Written by Rick Kubetz, Engineering Communications Office

By combining plasmonics and optical microresonators, ECE ILLINOIS researchers have created a new optical amplifier (or laser) design, paving the way for power-on-a-chip applications.

James Gary Eden
James Gary Eden
“We have made optical systems at the microscopic scale that amplify light and produce ultra-narrowband spectral output,” explained ECE Professor James Gary Eden. “These new optical amplifiers are well-suited for routing optical power on a chip containing both electronic and optical components.

“Their potential applications in medicine are exciting because the amplifiers are actuated (‘pumped’) by light that is able to pass through human skin. For this reason, these microsphere-based amplifiers are able to transmit signals from cells and buried biomedical sensors to electrical and optical networks outside the body.”

Gang Logan Liu
Gang Logan Liu
The speed of currently available semiconductor electronics is limited to about 10 GHz due to heat generation and interconnects delay time issues. Though, not limited by speed, dielectric-based photonics are limited in size by the fundamental laws of diffraction. The researchers, led by Eden and Associate Professor Gang Logan Liu, found that plasmonics—metal nanostructures—can serve as a bridge between photonics and nanoelectronics, to combine the size of nanoelectronics and the speed of dielectric photonics.

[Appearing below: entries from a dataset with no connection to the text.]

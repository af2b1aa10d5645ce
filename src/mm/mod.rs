//! Memory shared with the DMA engine
//!
//! Provides device-visible address handling and data cache maintenance.

pub mod cache;
pub mod dma;

pub use cache::{CacheMaintenance, Coherent};
pub use dma::{DmaAddr, DmaBuf, DmaRegion};
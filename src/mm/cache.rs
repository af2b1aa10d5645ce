//! Data cache coherency for DMA
//!
//! The CPU and the MAC's DMA engine do not share a coherent view of memory.
//! Two operations bridge them:
//!
//! - **publish** (clean / flush): write dirty lines back so the device sees
//!   what the CPU just wrote. Used after filling a descriptor or a TX buffer
//!   and before ringing the doorbell.
//! - **observe** (invalidate): drop cached lines so the CPU re-reads what the
//!   device wrote. Used before reading an ownership bit or received data.
//!
//! Both act on whole cache lines: the start of the range is rounded down and
//! the end rounded up, so the effect is never byte-granular. Buffers shared
//! with the device are allocated line-aligned so neighbouring data is never
//! caught in an invalidate.

/// Platform cache maintenance by virtual address.
///
/// Implementors only see line-aligned `[start, end)` ranges.
pub trait CacheMaintenance {
    /// Data cache line size in bytes. Must be a power of two.
    fn line_size(&self) -> usize {
        64
    }

    /// Clean (write back) every line in `[start, end)`.
    fn clean_lines(&self, start: usize, end: usize);

    /// Invalidate every line in `[start, end)`.
    fn invalidate_lines(&self, start: usize, end: usize);

    /// Make the CPU's writes to `[addr, addr + len)` visible to the device.
    fn publish(&self, addr: usize, len: usize) {
        if let Some((start, end)) = line_span(addr, len, self.line_size()) {
            self.clean_lines(start, end);
        }
    }

    /// Make the device's writes to `[addr, addr + len)` visible to the CPU.
    fn observe(&self, addr: usize, len: usize) {
        if let Some((start, end)) = line_span(addr, len, self.line_size()) {
            self.invalidate_lines(start, end);
        }
    }
}

impl<M: CacheMaintenance + ?Sized> CacheMaintenance for &M {
    fn line_size(&self) -> usize {
        (**self).line_size()
    }

    fn clean_lines(&self, start: usize, end: usize) {
        (**self).clean_lines(start, end)
    }

    fn invalidate_lines(&self, start: usize, end: usize) {
        (**self).invalidate_lines(start, end)
    }
}

/// Round `[addr, addr + len)` out to whole cache lines.
///
/// Returns `None` for an empty range.
pub fn line_span(addr: usize, len: usize, line: usize) -> Option<(usize, usize)> {
    if len == 0 {
        return None;
    }
    debug_assert!(line.is_power_of_two());

    let start = addr & !(line - 1);
    let end = (addr + len + line - 1) & !(line - 1);
    Some((start, end))
}

/// Round `len` up to a multiple of the line size.
#[inline]
pub const fn round_up(len: usize, line: usize) -> usize {
    (len + line - 1) & !(line - 1)
}

/// Cache maintenance for platforms whose DMA is cache-coherent.
#[derive(Debug, Default, Clone, Copy)]
pub struct Coherent;

impl CacheMaintenance for Coherent {
    fn clean_lines(&self, _start: usize, _end: usize) {
        core::sync::atomic::fence(core::sync::atomic::Ordering::SeqCst);
    }

    fn invalidate_lines(&self, _start: usize, _end: usize) {
        core::sync::atomic::fence(core::sync::atomic::Ordering::SeqCst);
    }
}

#[cfg(test)]
mod tests {
    use super::*;
    use core::cell::RefCell;
    use std::vec::Vec;

    #[derive(Default)]
    struct Recorder {
        cleaned: RefCell<Vec<(usize, usize)>>,
        invalidated: RefCell<Vec<(usize, usize)>>,
    }

    impl CacheMaintenance for Recorder {
        fn clean_lines(&self, start: usize, end: usize) {
            self.cleaned.borrow_mut().push((start, end));
        }

        fn invalidate_lines(&self, start: usize, end: usize) {
            self.invalidated.borrow_mut().push((start, end));
        }
    }

    #[test]
    fn test_line_span_rounds_outward() {
        assert_eq!(line_span(0x1004, 10, 64), Some((0x1000, 0x1040)));
        assert_eq!(line_span(0x1000, 64, 64), Some((0x1000, 0x1040)));
        assert_eq!(line_span(0x103F, 2, 64), Some((0x1000, 0x1080)));
        assert_eq!(line_span(0x1000, 0, 64), None);
    }

    #[test]
    fn test_round_up() {
        assert_eq!(round_up(60, 64), 64);
        assert_eq!(round_up(64, 64), 64);
        assert_eq!(round_up(1600, 64), 1600);
        assert_eq!(round_up(1514, 64), 1536);
    }

    #[test]
    fn test_publish_cleans_whole_lines() {
        let cache = Recorder::default();
        cache.publish(0x2010, 16);
        assert_eq!(*cache.cleaned.borrow(), [(0x2000, 0x2040)]);
        assert!(cache.invalidated.borrow().is_empty());
    }

    #[test]
    fn test_observe_invalidates_whole_lines() {
        let cache = Recorder::default();
        cache.observe(0x2000, 100);
        assert_eq!(*cache.invalidated.borrow(), [(0x2000, 0x2080)]);
        assert!(cache.cleaned.borrow().is_empty());
    }

    #[test]
    fn test_empty_range_is_noop() {
        let cache = Recorder::default();
        cache.publish(0x2000, 0);
        cache.observe(0x2000, 0);
        assert!(cache.cleaned.borrow().is_empty());
        assert!(cache.invalidated.borrow().is_empty());
    }
}
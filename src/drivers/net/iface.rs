//! smoltcp glue
//!
//! [`SmolDevice`] exposes any started [`NetworkDevice`] as a
//! `smoltcp::phy::Device`, so a boot loader can run DHCP or TFTP straight on
//! top of the ring engine. Received frames are copied out of the DMA buffer
//! and the slot released before smoltcp sees them.

use super::netdev::{NetError, NetworkDevice};
use alloc::vec;
use alloc::vec::Vec;
use log::warn;
use smoltcp::phy::{self, DeviceCapabilities, Medium};
use smoltcp::time::Instant;

/// Largest frame smoltcp may hand us: 1500 byte payload plus the header.
pub const ETHERNET_MTU: usize = 1514;

pub struct SmolDevice<D> {
    dev: D,
}

impl<D: NetworkDevice> SmolDevice<D> {
    pub fn new(dev: D) -> Self {
        Self { dev }
    }

    pub fn inner(&self) -> &D {
        &self.dev
    }

    pub fn inner_mut(&mut self) -> &mut D {
        &mut self.dev
    }

    pub fn into_inner(self) -> D {
        self.dev
    }

    fn take_frame(&mut self) -> Option<Vec<u8>> {
        let (frame, handle) = match self.dev.receive() {
            Ok(rx) => (rx.data().to_vec(), rx.handle()),
            Err(NetError::NoFrameAvailable) => return None,
            Err(e) => {
                warn!("smoltcp: receive failed: {}", e);
                return None;
            }
        };

        if let Err(e) = self.dev.release(handle) {
            warn!("smoltcp: release failed: {}", e);
        }
        Some(frame)
    }
}

impl<D: NetworkDevice> phy::Device for SmolDevice<D> {
    type RxToken<'a>
        = RxToken
    where
        Self: 'a;

    type TxToken<'a>
        = TxToken<'a, D>
    where
        Self: 'a;

    fn receive(&mut self, _timestamp: Instant) -> Option<(Self::RxToken<'_>, Self::TxToken<'_>)> {
        let frame = self.take_frame()?;
        Some((RxToken(frame), TxToken(&mut self.dev)))
    }

    fn transmit(&mut self, _timestamp: Instant) -> Option<Self::TxToken<'_>> {
        self.dev.link_up().then(|| TxToken(&mut self.dev))
    }

    fn capabilities(&self) -> DeviceCapabilities {
        let mut caps = DeviceCapabilities::default();
        caps.medium = Medium::Ethernet;
        caps.max_transmission_unit = ETHERNET_MTU;
        // One TX descriptor is in flight at a time.
        caps.max_burst_size = Some(1);
        caps
    }
}

pub struct RxToken(Vec<u8>);

impl phy::RxToken for RxToken {
    fn consume<R, F>(mut self, f: F) -> R
    where
        F: FnOnce(&mut [u8]) -> R,
    {
        f(&mut self.0)
    }
}

pub struct TxToken<'a, D>(&'a mut D);

impl<D: NetworkDevice> phy::TxToken for TxToken<'_, D> {
    fn consume<R, F>(self, len: usize, f: F) -> R
    where
        F: FnOnce(&mut [u8]) -> R,
    {
        let mut frame = vec![0; len];
        let result = f(&mut frame);
        if let Err(e) = self.0.send(&frame) {
            warn!("smoltcp: transmit failed: {}", e);
        }
        result
    }
}

#[cfg(test)]
mod tests {
    use super::*;
    use crate::drivers::net::ethernet::faraday::{DeviceConfig, Ftgmac100, Model, PhyInterface};
    use crate::net::ethernet::MacAddress;
    use crate::sim::Sim;
    use smoltcp::phy::{Device, RxToken as _, TxToken as _};

    fn device(sim: &Sim) -> SmolDevice<Ftgmac100<Sim>> {
        let config = DeviceConfig::new(Model::Aspeed, 0x1E66_0000, PhyInterface::Ncsi);
        let mac = MacAddress::new([0x02, 0, 0, 0, 0, 1]);
        SmolDevice::new(unsafe { Ftgmac100::probe(config, sim.clone(), sim.region(), mac) }.unwrap())
    }

    #[test]
    fn test_capabilities() {
        let sim = Sim::new(Model::Aspeed);
        let caps = device(&sim).capabilities();

        assert_eq!(caps.medium, Medium::Ethernet);
        assert_eq!(caps.max_transmission_unit, 1514);
        assert_eq!(caps.max_burst_size, Some(1));
    }

    #[test]
    fn test_no_tokens_before_start() {
        let sim = Sim::new(Model::Aspeed);
        let mut dev = device(&sim);

        assert!(dev.transmit(Instant::from_millis(0)).is_none());
        assert!(dev.receive(Instant::from_millis(0)).is_none());
    }

    #[test]
    fn test_receive_copies_and_releases() {
        let sim = Sim::new(Model::Aspeed);
        let mut dev = device(&sim);
        dev.inner_mut().start().unwrap();
        sim.deliver(&[0x11; 64], 0);

        let len = {
            let (rx, _) = dev.receive(Instant::from_millis(0)).unwrap();
            rx.consume(|frame| {
                assert!(frame.iter().all(|&b| b == 0x11));
                frame.len()
            })
        };

        assert_eq!(len, 64);
        assert_eq!(dev.inner().engine().rx_index(), 1);
        assert!(dev.receive(Instant::from_millis(0)).is_none());
    }

    #[test]
    fn test_transmit_sends_filled_frame() {
        let sim = Sim::new(Model::Aspeed);
        let mut dev = device(&sim);
        dev.inner_mut().start().unwrap();

        let tx = dev.transmit(Instant::from_millis(0)).unwrap();
        tx.consume(100, |frame| frame.fill(0x77));

        let sent = sim.sent();
        assert_eq!(sent.len(), 1);
        assert_eq!(sent[0], vec![0x77; 100]);
    }
}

“We have demonstrated a novel optoplasmonic system comprising plasmonic nanoantennas and optical microcavities capable of active nanoscale field modulation, frequency switching, and amplification of signals,” states Manas Ranjan Gartia, lead author of the article, "Injection- Seeded Optoplasmonic Amplifier in the Visible," published in the journal Scientific Reports. “This is an important step forward for monolithically building on-chip light sources inside future chips that can use much less energy while providing superior speed performance of the chips.”

Hybrid optoplasmonic system showing the operation of amplification.
Hybrid optoplasmonic system showing the operation of amplification.
At the heart of the amplifier is a microsphere (made of polystyrene or glass) that is approximately 10 microns in diameter. When activated by an intense beam of light, the sphere generates internally a narrowband optical signal that is produced by a process known as Raman scattering. Molecules tethered to the surface of the sphere by a protein amplify the Raman signal, and in concert with a nano-structured surface in contact to the sphere, the amplifier produces visible (red or green) light having a bandwidth that matches the internally-generated signal.

The proposed design is well-suited for routing narrowband optical power on-a-chip. Over the past five decades, optical oscillators and amplifiers have typically been based on the buildup of the field from the spontaneous emission background. Doing so limits the temporal coherence of the output, lengthens the time required for the optical field to grow from the noise, and often is responsible for complex, multiline spectra.

“In our design, we use Raman assisted injection-seeded locking to overcome the above problems. In addition to the spectral control afforded by injection-locking, the effective Q of the amplifier can be specified by the bandwidth of the injected Raman signal,” Gartia said. This characteristic contrasts with previous WGM-based lasers and amplifiers for which the Q is determined solely by the WGM resonator.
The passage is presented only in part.